═══ Dataset content ═══
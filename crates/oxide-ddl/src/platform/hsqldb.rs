//! HSQLDB.
//!
//! Sizes are not enforced, so every type is unbounded. The index that
//! backs the primary key is named `SYS_IDX_` followed by a number and
//! is never a user index.

use crate::error::Result;
use crate::registry::SizeFormat;
use crate::types::JdbcType as J;

use super::{system_index_pattern, Platform, PlatformInfo, TypeTables, PLAIN, PRECISION, SIZED};

const NAME: &str = "HsqlDb";

const TYPES: &[(&str, u64)] = &[
    ("BIT", 0),
    ("BOOLEAN", 0),
    ("TINYINT", 0),
    ("SMALLINT", 0),
    ("INTEGER", 0),
    ("BIGINT", 0),
    ("NUMERIC", 0),
    ("DECIMAL", 0),
    ("REAL", 0),
    ("FLOAT", 0),
    ("DOUBLE", 0),
    ("CHAR", 0),
    ("VARCHAR", 0),
    ("LONGVARCHAR", 0),
    ("BINARY", 0),
    ("VARBINARY", 0),
    ("LONGVARBINARY", 0),
    ("DATE", 0),
    ("TIME", 0),
    ("TIMESTAMP", 0),
    ("INTEGER GENERATED BY DEFAULT AS IDENTITY", 0),
    ("BIGINT GENERATED BY DEFAULT AS IDENTITY", 0),
];

const MAPPINGS: &[(J, &str, SizeFormat)] = &[
    (J::Char, "CHAR", SIZED),
    (J::Varchar, "VARCHAR", SIZED),
    (J::LongVarchar, "LONGVARCHAR", PLAIN),
    (J::Clob, "LONGVARCHAR", PLAIN),
    (J::Numeric, "NUMERIC", PRECISION),
    (J::Decimal, "DECIMAL", PRECISION),
    (J::Bit, "BIT", PLAIN),
    (J::Boolean, "BOOLEAN", PLAIN),
    (J::TinyInt, "TINYINT", PLAIN),
    (J::SmallInt, "SMALLINT", PLAIN),
    (J::Integer, "INTEGER", PLAIN),
    (J::BigInt, "BIGINT", PLAIN),
    (J::Real, "REAL", PLAIN),
    (J::Float, "FLOAT", PLAIN),
    (J::Double, "DOUBLE", PLAIN),
    (J::Binary, "BINARY", SIZED),
    (J::VarBinary, "VARBINARY", SIZED),
    (J::LongVarBinary, "LONGVARBINARY", PLAIN),
    (J::Blob, "LONGVARBINARY", PLAIN),
    (J::Date, "DATE", PLAIN),
    (J::Time, "TIME", PLAIN),
    (J::Timestamp, "TIMESTAMP", PLAIN),
];

const AUTO_INCREMENT: &[(J, &str, SizeFormat)] = &[
    (J::Integer, "INTEGER GENERATED BY DEFAULT AS IDENTITY", PLAIN),
    (J::BigInt, "BIGINT GENERATED BY DEFAULT AS IDENTITY", PLAIN),
];

pub(super) fn platform() -> Result<Platform> {
    let types = TypeTables {
        types: TYPES,
        scales: &[],
        mappings: MAPPINGS,
        auto_increment: AUTO_INCREMENT,
    }
    .build()?;

    let mut info = PlatformInfo::new(NAME);
    info.mixing_identity_and_normal_pk_allowed = false;
    info.positional_add_column_supported = true;
    info.system_index_pattern = system_index_pattern("^SYS_IDX_");
    info.database_operation_drivers = vec!["org.hsqldb.jdbcDriver".into()];

    Ok(Platform::new(info, types))
}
═══
> [Task requirements]:
Retype all the data, changing nothing.

> [Output below]:
filename crates/oxide-ddl/src/platform/hsqldb.rs
//! HSQLDB.
//!
//! Sizes are not enforced, so every type is unbounded. The index that
//! backs the primary key is named `SYS_IDX_` followed by a number and
//! is never a user index.

use crate::error::Result;
use crate::registry::SizeFormat;
use crate::types::JdbcType as J;

use super::{system_index_pattern, Platform, PlatformInfo, TypeTables, PLAIN, PRECISION, SIZED};

const NAME: &str = "HsqlDb";

const TYPES: &[(&str, u64)] = &[
    ("BIT", 0),
    ("BOOLEAN", 0),
    ("TINYINT", 0),
    ("SMALLINT", 0),
    ("INTEGER", 0),
    ("BIGINT", 0),
    ("NUMERIC", 0),
    ("DECIMAL", 0),
    ("REAL", 0),
    ("FLOAT", 0),
    ("DOUBLE", 0),
    ("CHAR", 0),
    ("VARCHAR", 0),
    ("LONGVARCHAR", 0),
    ("BINARY", 0),
    ("VARBINARY", 0),
    ("LONGVARBINARY", 0),
    ("DATE", 0),
    ("TIME", 0),
    ("TIMESTAMP", 0),
    ("INTEGER GENERATED BY DEFAULT AS IDENTITY", 0),
    ("BIGINT GENERATED BY DEFAULT AS IDENTITY", 0),
];

const MAPPINGS: &[(J, &str, SizeFormat)] = &[
    (J::Char, "CHAR", SIZED),
    (J::Varchar, "VARCHAR", SIZED),
    (J::LongVarchar, "LONGVARCHAR", PLAIN),
    (J::Clob, "LONGVARCHAR", PLAIN),
    (J::Numeric, "NUMERIC", PRECISION),
    (J::Decimal, "DECIMAL", PRECISION),
    (J::Bit, "BIT", PLAIN),
    (J::Boolean, "BOOLEAN", PLAIN),
    (J::TinyInt, "TINYINT", PLAIN),
    (J::SmallInt, "SMALLINT", PLAIN),
    (J::Integer, "INTEGER", PLAIN),
    (J::BigInt, "BIGINT", PLAIN),
    (J::Real, "REAL", PLAIN),
    (J::Float, "FLOAT", PLAIN),
    (J::Double, "DOUBLE", PLAIN),
    (J::Binary, "BINARY", SIZED),
    (J::VarBinary, "VARBINARY", SIZED),
    (J::LongVarBinary, "LONGVARBINARY", PLAIN),
    (J::Blob, "LONGVARBINARY", PLAIN),
    (J::Date, "DATE", PLAIN),
    (J::Time, "TIME", PLAIN),
    (J::Timestamp, "TIMESTAMP", PLAIN),
];

const AUTO_INCREMENT: &[(J, &str, SizeFormat)] = &[
    (J::Integer, "INTEGER GENERATED BY DEFAULT AS IDENTITY", PLAIN),
    (J::BigInt, "BIGINT GENERATED BY DEFAULT AS IDENTITY", PLAIN),
];

pub(super) fn platform() -> Result<Platform> {
    let types = TypeTables {
        types: TYPES,
        scales: &[],
        mappings: MAPPINGS,
        auto_increment: AUTO_INCREMENT,
    }
    .build()?;

    let mut info = PlatformInfo::new(NAME);
    info.mixing_identity_and_normal_pk_allowed = false;
    info.positional_add_column_supported = true;
    info.system_index_pattern = system_index_pattern("^SYS_IDX_");
    info.database_operation_drivers = vec!["org.hsqldb.jdbcDriver".into()];

    Ok(Platform::new(info, types))
}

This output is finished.